Task to complete:
Using the data below, count the lines where "output" appears, and answer with the number alone.

Collected data entries
━━━━━━━━━━

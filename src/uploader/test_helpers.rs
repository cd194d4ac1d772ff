//! Shared helpers for building a BatchUploader against in-process collaborators.

use crate::acquire::ArchiveIndex;
use crate::config::Config;
use crate::error::Result;
use crate::network::{ConnectionReport, ReachabilityProbe};
use crate::repository::InMemoryRepository;
use crate::transcode::{EncodeFailure, EncodeJob, VideoEncoder};
use crate::uploader::BatchUploader;
use async_trait::async_trait;
use std::path::{Path, PathBuf};
use std::sync::Arc;
use std::sync::atomic::{AtomicBool, AtomicUsize, Ordering};
use std::time::Duration;
use tempfile::TempDir;

/// Probe whose answer tests can flip
pub(crate) struct SwitchProbe {
    up: AtomicBool,
    calls: AtomicUsize,
}

impl SwitchProbe {
    pub(crate) fn new(up: bool) -> Self {
        Self {
            up: AtomicBool::new(up),
            calls: AtomicUsize::new(0),
        }
    }

    pub(crate) fn set(&self, up: bool) {
        self.up.store(up, Ordering::SeqCst);
    }

    pub(crate) fn calls(&self) -> usize {
        self.calls.load(Ordering::SeqCst)
    }
}

#[async_trait]
impl ReachabilityProbe for SwitchProbe {
    async fn probe(&self) -> ConnectionReport {
        self.calls.fetch_add(1, Ordering::SeqCst);
        let reachable = self.up.load(Ordering::SeqCst);
        ConnectionReport {
            reachable,
            via: reachable.then(|| "switch".to_string()),
        }
    }
}

/// Archive with no captures
pub(crate) struct EmptyArchive;

#[async_trait]
impl ArchiveIndex for EmptyArchive {
    async fn find_earliest_snapshot(&self, _url: &str) -> Result<Option<String>> {
        Ok(None)
    }

    fn snapshot_url(&self, url: &str, timestamp: &str) -> String {
        format!("archive://{}/{}", timestamp, url)
    }
}

/// Encoder that writes a small WebM file and records its jobs
#[derive(Default)]
pub(crate) struct FakeEncoder {
    pub(crate) jobs: std::sync::Mutex<Vec<EncodeJob>>,
}

#[async_trait]
impl VideoEncoder for FakeEncoder {
    async fn encode(&self, job: &EncodeJob) -> std::result::Result<(), EncodeFailure> {
        self.jobs.lock().unwrap().push(job.clone());
        tokio::fs::write(&job.output, b"\x1a\x45\xdf\xa3\x9f\x42\x86\x81\x01webm")
            .await
            .map_err(|e| EncodeFailure {
                message: e.to_string(),
                audio_codec_unsupported: false,
            })
    }

    fn name(&self) -> &'static str {
        "fake"
    }
}

/// Config with short pauses and scratch space under `dir`
pub(crate) fn test_config(dir: &Path) -> Config {
    let mut config = Config::default();
    config.credentials.username = "bot".to_string();
    config.upload.parallelism = 2;
    config.upload.max_attempts = 3;
    config.upload.retry_pause = Duration::from_millis(10);
    config.upload.shutdown_grace = Duration::from_millis(200);
    config.acquire.temp_dir = dir.join("temp");
    config.acquire.download_attempts = 1;
    config.acquire.download_pause = Duration::from_millis(5);
    config.acquire.use_archive = false;
    config.network.poll_interval = Duration::from_millis(10);
    config
}

/// Everything a scenario needs; keep `dir` alive for the test's duration
pub(crate) struct Harness {
    pub(crate) dir: TempDir,
    pub(crate) uploader: BatchUploader,
    pub(crate) repo: Arc<InMemoryRepository>,
    pub(crate) probe: Arc<SwitchProbe>,
    pub(crate) encoder: Arc<FakeEncoder>,
}

impl Harness {
    pub(crate) fn new(repo: InMemoryRepository) -> Self {
        Self::with_config(repo, test_config)
    }

    pub(crate) fn with_config(repo: InMemoryRepository, configure: impl FnOnce(&Path) -> Config) -> Self {
        let dir = TempDir::new().unwrap();
        let config = configure(dir.path());
        let repo = Arc::new(repo);
        let probe = Arc::new(SwitchProbe::new(true));
        let encoder = Arc::new(FakeEncoder::default());

        let uploader = BatchUploader::new(config, repo.clone())
            .unwrap()
            .with_probe(probe.clone())
            .with_archive(Arc::new(EmptyArchive))
            .with_extractor(None)
            .with_encoder(Some(encoder.clone()));

        Self {
            dir,
            uploader,
            repo,
            probe,
            encoder,
        }
    }

    /// Write a file into the scratch dir
    pub(crate) fn file(&self, name: &str, bytes: &[u8]) -> PathBuf {
        let path = self.dir.path().join(name);
        std::fs::write(&path, bytes).unwrap();
        path
    }

    /// Write a headerless CSV of (source, target, description) rows
    pub(crate) fn input(&self, rows: &[(&str, &str, &str)]) -> PathBuf {
        let path = self.dir.path().join("rows.csv");
        let mut writer = csv::Writer::from_path(&path).unwrap();
        for (source, target, description) in rows {
            writer.write_record([source, target, description]).unwrap();
        }
        writer.flush().unwrap();
        path
    }

    pub(crate) fn output(&self) -> PathBuf {
        self.dir.path().join("results.csv")
    }
}

/// Smallest PNG the classifier recognises
pub(crate) const PNG: &[u8] = b"\x89PNG\r\n\x1a\n\0\0\0\rIHDR\0\0\0\x01\0\0\0\x01\x08\x02\0\0\0";

/// An ISO base media header, classified as mp4
pub(crate) const MP4: &[u8] = b"\0\0\0\x20ftypisom\0\0\x02\0isomiso2avc1mp41";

━━━━━━━━━━

Completed task:
2